Record extracts START

/*
 * SPDX-FileCopyrightText: 2026 The pagerank-pools authors
 *
 * SPDX-License-Identifier: Apache-2.0 OR LGPL-2.1-or-later
 */

//! PageRank by power iteration, in four variants.
//!
//! All variants compute the same fixed number of iterations of the update
//!
//! > *xᵢ*⁽*ᵗ* ⁺ ¹⁾ = *D* / *n* + (1 − *D*) (*Aᵢ* + *B*),
//!
//! where *D* is the damping factor (the probability of a random jump),
//! *Aᵢ* = ∑_(*j* → *i*) *xⱼ*⁽*ᵗ*⁾ / *d*⁺(*j*) is the rank flowing from the
//! predecessors of *i*, and *B* = ∑_(*d*⁺(*j*) = 0) *xⱼ*⁽*ᵗ*⁾ / *n* is the rank of
//! dangling nodes, distributed uniformly. The initial vector is uniform.
//!
//! The variants differ in how they obtain *Aᵢ* and *B*, and in how they
//! distribute the work:
//!
//! - [`SerialPageRank`](serial::SerialPageRank) finds the predecessors of
//!   each node by scanning the successor lists of all other nodes, and
//!   computes *B* again for each node. It is quadratic in the number of nodes
//!   per iteration, and it is meant as a baseline.
//! - [`SinglePassPageRank`](single_pass::SinglePassPageRank) computes *B*
//!   once per iteration and enumerates predecessors directly.
//! - [`TaskQueuePageRank`](task_queue::TaskQueuePageRank) splits the nodes in
//!   blocks and hands them out to a [pool](crate::utils::sync::TaskPool) of
//!   workers fed by a task queue.
//! - [`BarrierPageRank`](barrier::BarrierPageRank) assigns a fixed range of
//!   nodes to each worker, and synchronizes workers with the main thread
//!   using a [barrier](crate::utils::sync::PhaseBarrier).
//!
//! Ranks are stored as `f32`, while sums are accumulated as `f64`.
//! Predecessor contributions are added in the order of
//! [`DualGraph::predecessors`]. Since the last three variants perform
//! exactly the same floating-point operations for each node, they return
//! identical vectors. The serial variant adds contributions in node order
//! and counts each predecessor once (even if there are multiple arcs), so it
//! agrees with the others only up to rounding on graphs without duplicate
//! arcs or loops.

use dsi_progress_logger::{no_logging, ProgressLog};
use sync_cell_slice::{SyncCell, SyncSlice};

use crate::error::{try_filled, Result};
use crate::graphs::dual_graph::DualGraph;

pub mod barrier;
pub mod serial;
pub mod single_pass;
pub mod task_queue;

pub mod prelude {
    pub use super::barrier::BarrierPageRank;
    pub use super::serial::SerialPageRank;
    pub use super::single_pass::SinglePassPageRank;
    pub use super::task_queue::TaskQueuePageRank;
    pub use super::{first_mismatch, l_inf_distance, RankSolver, Variant, DEFAULT_DAMPING};
}

/// The default damping factor, that is, the probability of a random jump.
pub const DEFAULT_DAMPING: f64 = 0.15;

/// A PageRank solver running a fixed number of iterations.
pub trait RankSolver {
    /// Returns a short name for the variant.
    fn name(&self) -> &'static str;

    /// Computes `iterations` iterations of PageRank on `graph`, starting from
    /// the uniform vector, logging one update per iteration on `pl`.
    ///
    /// The returned vector is indexed by node. The graph is not modified.
    fn solve_with_logging(
        &self,
        graph: &DualGraph,
        iterations: usize,
        pl: &mut impl ProgressLog,
    ) -> Result<Box<[f32]>>;

    /// Computes `iterations` iterations of PageRank on `graph` without
    /// logging progress.
    fn solve(&self, graph: &DualGraph, iterations: usize) -> Result<Box<[f32]>> {
        self.solve_with_logging(graph, iterations, no_logging![])
    }
}

/// The available PageRank variants.
#[derive(Debug, Clone, Copy, PartialEq, Eq, Hash)]
pub enum Variant {
    Serial,
    SinglePass,
    TaskQueue,
    Barrier,
}

impl Variant {
    pub const ALL: [Variant; 4] = [
        Variant::Serial,
        Variant::SinglePass,
        Variant::TaskQueue,
        Variant::Barrier,
    ];
}

impl std::fmt::Display for Variant {
    fn fmt(&self, f: &mut std::fmt::Formatter<'_>) -> std::fmt::Result {
        match self {
            Variant::Serial => f.write_str("serial"),
            Variant::SinglePass => f.write_str("single-pass"),
            Variant::TaskQueue => f.write_str("task-queue"),
            Variant::Barrier => f.write_str("barrier"),
        }
    }
}

/// Returns the ℓ∞ distance (maximum absolute difference) between two
/// vectors of the same length.
///
/// # Panics
///
/// Panics if the vectors have different lengths.
pub fn l_inf_distance(a: &[f32], b: &[f32]) -> f64 {
    assert_eq!(a.len(), b.len(), "The vectors have different lengths");
    a.iter()
        .zip(b.iter())
        .map(|(&x, &y)| (x as f64 - y as f64).abs())
        .fold(0.0, f64::max)
}

/// Returns the first index at which two vectors differ by more than
/// `tolerance`, or `None` if there is no such index.
///
/// With a tolerance of zero the comparison is exact. NaNs are always
/// different. If the vectors have different lengths and agree on their
/// common prefix, the length of the shorter one is returned.
pub fn first_mismatch(a: &[f32], b: &[f32], tolerance: f64) -> Option<usize> {
    a.iter()
        .zip(b.iter())
        .position(|(&x, &y)| !((x as f64 - y as f64).abs() <= tolerance))
        .or_else(|| (a.len() != b.len()).then(|| a.len().min(b.len())))
}

/// Panics if `damping` is not a probability.
pub(crate) fn check_damping(damping: f64) {
    assert!(
        (0.0..=1.0).contains(&damping),
        "The damping factor must be in [0 . . 1], got {damping}"
    );
}

/// The arithmetic shared by all variants.
#[derive(Debug, Clone, Copy)]
pub(crate) struct Kernel<'a> {
    graph: &'a DualGraph,
    damping: f64,
    /// D / n
    teleport: f64,
}

impl<'a> Kernel<'a> {
    pub(crate) fn new(graph: &'a DualGraph, damping: f64) -> Self {
        Self {
            graph,
            damping,
            teleport: damping / graph.num_nodes() as f64,
        }
    }

    /// The contribution of the dangling node `j` to *B*.
    #[inline(always)]
    pub(crate) fn dangling_term(&self, rank_j: f32) -> f64 {
        (rank_j / self.graph.num_nodes() as f32) as f64
    }

    /// The contribution of the predecessor `j` to *Aᵢ*.
    #[inline(always)]
    pub(crate) fn predecessor_term(&self, j: usize, rank_j: f32) -> f64 {
        (rank_j / self.graph.outdegree(j) as f32) as f64
    }

    /// Combines *Aᵢ* and *B* into the new rank of a node.
    #[inline(always)]
    pub(crate) fn combine(&self, sum_a: f64, sum_b: f64) -> f32 {
        (self.teleport + (1.0 - self.damping) * (sum_a + sum_b)) as f32
    }

    /// Computes *B*, adding the terms of dangling nodes in node order.
    pub(crate) fn dangling_rank(&self, rank: impl Fn(usize) -> f32) -> f64 {
        let mut sum_b = 0.0;
        for j in 0..self.graph.num_nodes() {
            if self.graph.is_dangling(j) {
                sum_b += self.dangling_term(rank(j));
            }
        }
        sum_b
    }

    /// Computes the new rank of `i` given *B*.
    #[inline(always)]
    pub(crate) fn node_rank(&self, i: usize, rank: impl Fn(usize) -> f32, sum_b: f64) -> f32 {
        let mut sum_a = 0.0;
        for j in self.graph.predecessors(i) {
            sum_a += self.predecessor_term(j, rank(j));
        }
        self.combine(sum_a, sum_b)
    }

    /// Computes the new ranks of the nodes in `range`, reading from `current`
    /// and writing to `next`.
    ///
    /// # Safety
    ///
    /// No other thread may write `current`, or access `next` in `range`,
    /// during the call.
    #[inline]
    pub(crate) unsafe fn update_range(
        &self,
        range: std::ops::Range<usize>,
        current: &[SyncCell<f32>],
        next: &[SyncCell<f32>],
        sum_b: f64,
    ) {
        for i in range {
            let rank = self.node_rank(i, |j| unsafe { current[j].get() }, sum_b);
            unsafe { next[i].set(rank) };
        }
    }
}

/// The current and next rank vectors of a computation.
///
/// The roles of the two vectors are swapped at the end of each iteration by
/// flipping an index, without copying.
#[derive(Debug)]
pub(crate) struct RankBuffers {
    slots: [Box<[f32]>; 2],
    current: usize,
}

impl RankBuffers {
    /// Allocates the buffers for `n` nodes, filling the current one with the
    /// uniform vector.
    pub(crate) fn new(n: usize) -> Result<Self> {
        let uniform = (1.0 / n as f64) as f32;
        Ok(Self {
            slots: [
                try_filled("rank vector", n, uniform)?,
                try_filled("rank vector", n, 0.0)?,
            ],
            current: 0,
        })
    }

    pub(crate) fn current(&self) -> &[f32] {
        &self.slots[self.current]
    }

    /// Returns the current vector and the next one.
    pub(crate) fn split(&mut self) -> (&[f32], &mut [f32]) {
        let [a, b] = &mut self.slots;
        if self.current == 0 {
            (a, b)
        } else {
            (b, a)
        }
    }

    pub(crate) fn swap(&mut self) {
        self.current ^= 1;
    }

    /// Copies the next vector into the current one.
    pub(crate) fn copy_back(&mut self) {
        let [a, b] = &mut self.slots;
        if self.current == 0 {
            a.copy_from_slice(b);
        } else {
            b.copy_from_slice(a);
        }
    }

    /// Returns views of both vectors that can be shared among threads.
    pub(crate) fn share(&mut self) -> SharedBuffers<'_> {
        let [a, b] = &mut self.slots;
        SharedBuffers {
            cells: [a.as_sync_slice(), b.as_sync_slice()],
            current: &mut self.current,
        }
    }

    pub(crate) fn into_current(self) -> Box<[f32]> {
        let [a, b] = self.slots;
        if self.current == 0 {
            a
        } else {
            b
        }
    }
}

/// Thread-shareable views of [`RankBuffers`].
///
/// The cells are [`Copy`] and can be handed out to workers, which
/// receive the index of the current vector along with their work. The main
/// thread keeps this struct to swap the roles of the vectors.
pub(crate) struct SharedBuffers<'a> {
    pub(crate) cells: [&'a [SyncCell<f32>]; 2],
    current: &'a mut usize,
}

impl SharedBuffers<'_> {
    pub(crate) fn current_index(&self) -> usize {
        *self.current
    }

    /// Reads the current vector.
    ///
    /// # Safety
    ///
    /// No thread may write the current vector while the returned closure is
    /// in use.
    pub(crate) unsafe fn current_reader(&self) -> impl Fn(usize) -> f32 + '_ {
        let current = self.cells[*self.current];
        move |j| unsafe { current[j].get() }
    }

    pub(crate) fn swap(&mut self) {
        *self.current ^= 1;
    }
}

#[cfg(test)]
mod tests {
    use super::*;

    #[test]
    fn test_first_mismatch() {
        let a = [0.1, 0.2, 0.3];
        assert_eq!(first_mismatch(&a, &a, 0.0), None);
        assert_eq!(first_mismatch(&a, &[0.1, 0.25, 0.3], 0.0), Some(1));
        assert_eq!(first_mismatch(&a, &[0.1, 0.25, 0.3], 0.1), None);
        assert_eq!(first_mismatch(&a, &a[..2], 0.0), Some(2));
        assert_eq!(first_mismatch(&[f32::NAN], &[f32::NAN], 1.0), Some(0));
    }

    #[test]
    fn test_l_inf_distance() {
        assert_eq!(l_inf_distance(&[], &[]), 0.0);
        assert!((l_inf_distance(&[0.5, 0.25], &[0.5, 0.75]) - 0.5).abs() < 1E-12);
    }

    #[test]
    fn test_buffers() -> anyhow::Result<()> {
        let mut buffers = RankBuffers::new(4)?;
        assert_eq!(buffers.current(), &[0.25; 4]);
        {
            let (current, next) = buffers.split();
            next.copy_from_slice(current);
            next[0] = 1.0;
        }
        buffers.swap();
        assert_eq!(buffers.current(), &[1.0, 0.25, 0.25, 0.25]);
        {
            let mut shared = buffers.share();
            assert_eq!(shared.current_index(), 1);
            shared.swap();
        }
        assert_eq!(buffers.into_current().as_ref(), &[0.25; 4]);
        Ok(())
    }
}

Record extracts END

-- About this task --
Everything from the line that has "assert_eq!(buffers.current(), &[1.0, 0.25, 0.25, 0.25]);" to the final line above should be retyped exactly, and nothing else.

-- Result of the exercise --
        assert_eq!(buffers.current(), &[1.0, 0.25, 0.25, 0.25]);
        {
            let mut shared = buffers.share();
            assert_eq!(shared.current_index(), 1);
            shared.swap();
        }
        assert_eq!(buffers.into_current().as_ref(), &[0.25; 4]);
        Ok(())
    }
}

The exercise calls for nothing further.